A person perhaps anxious or desperate to find a job does not size up the risk and can provide personal information, primarily because they assume the offer is coming from a legitimate source.
According to figures from del Public Tableau, online job scams have increased and had a spike at the end of 2021 as can be seen in the following graph.
Federal Trade Comission
Cybercriminals pose as professionals, including recruiters, human resources, talent acquisition, and management personnel. As we've already learned, the scams are embedded in more than just job boards; they are also funneled through social networking sites such as Facebook and LinkedIn.According to a phishing report released by cybersecurity company Check Point in Q1 2022, the top ten brands most affected by phishing are LinkedIn (45%), Microsoft (13%), DHL (12%), Amazon (9%), Apple (3%), Adidas (2%), Google (1%), Netflix (1%), Adobe (1%) and HSBC (1%).
If you’re a Job Seeker
What to Do if You Paid a Scammer.
Regardless of how you paid - debit or credit card, money transfer or money order, gift or cash reload card, immediately contact the company you used to send the money, report the fraud, and, if possible, ask them to reverse the transaction. For specific information and recommendations oreversingfferent types of payments, read What to Do If You've Been Scammed.

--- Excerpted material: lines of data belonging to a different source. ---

use std::marker::PhantomData;

/// A fire-and-forget channel carrying payloads of type `T`.
///
/// Ids share no namespace with request channels.
pub struct MessageChannel<T> {
    id: &'static str,
    _payload: PhantomData<fn() -> T>,
}

impl<T> MessageChannel<T> {
    pub const fn new(id: &'static str) -> Self {
        Self {
            id,
            _payload: PhantomData,
        }
    }

    pub const fn id(&self) -> &'static str {
        self.id
    }
}

impl<T> Clone for MessageChannel<T> {
    fn clone(&self) -> Self {
        *self
    }
}

impl<T> Copy for MessageChannel<T> {}

impl<T> std::fmt::Debug for MessageChannel<T> {
    fn fmt(&self, f: &mut std::fmt::Formatter<'_>) -> std::fmt::Result {
        f.debug_tuple("MessageChannel").field(&self.id).finish()
    }
}

/// A request/response channel: arguments `A`, response `R`.
pub struct RequestChannel<A, R> {
    id: &'static str,
    _types: PhantomData<fn(A) -> R>,
}

impl<A, R> RequestChannel<A, R> {
    pub const fn new(id: &'static str) -> Self {
        Self {
            id,
            _types: PhantomData,
        }
    }

    pub const fn id(&self) -> &'static str {
        self.id
    }
}

impl<A, R> Clone for RequestChannel<A, R> {
    fn clone(&self) -> Self {
        *self
    }
}

impl<A, R> Copy for RequestChannel<A, R> {}

impl<A, R> std::fmt::Debug for RequestChannel<A, R> {
    fn fmt(&self, f: &mut std::fmt::Formatter<'_>) -> std::fmt::Result {
        f.debug_tuple("RequestChannel").field(&self.id).finish()
    }
}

Report Employment Scams to the FTC
If you see an employment or job scam, or if you lose money to one of these scams, report the incident to the FTC at ReportFraud.ftc.gov You can also report it to your state attorney general.
How to Avoid a Job Scam
Before you accept a job offer, and certainly before you pay for it, follow these steps to protect yourself from employment scams:
Do an online search. Enter the name of the company or person hiring you along with words such as "scam," "review," or "complaint."; You may discover that other people have been scammed.
Talk to someone you trust. Describe the offer. What do you think? This will also help buy vital time to think about the offer.
Do not pay in exchange for the promise of a job. Legitimate employers, including the federal government, will never ask you to pay to get a job. Anyone who does is a scammer.
Never count on money from a "cashed" check. No legitimate potential employer will ever send you a check and tell you to send a portion of the money or buy gift cards with the money. That is a fake check scam. The check will bounce, and the bank will want you to repay the amount of the fake check.
If you are a business
If a company suffered identity theft the HR department needs to work hand in hand with the IT department and has the expertise to block and track fake company activity.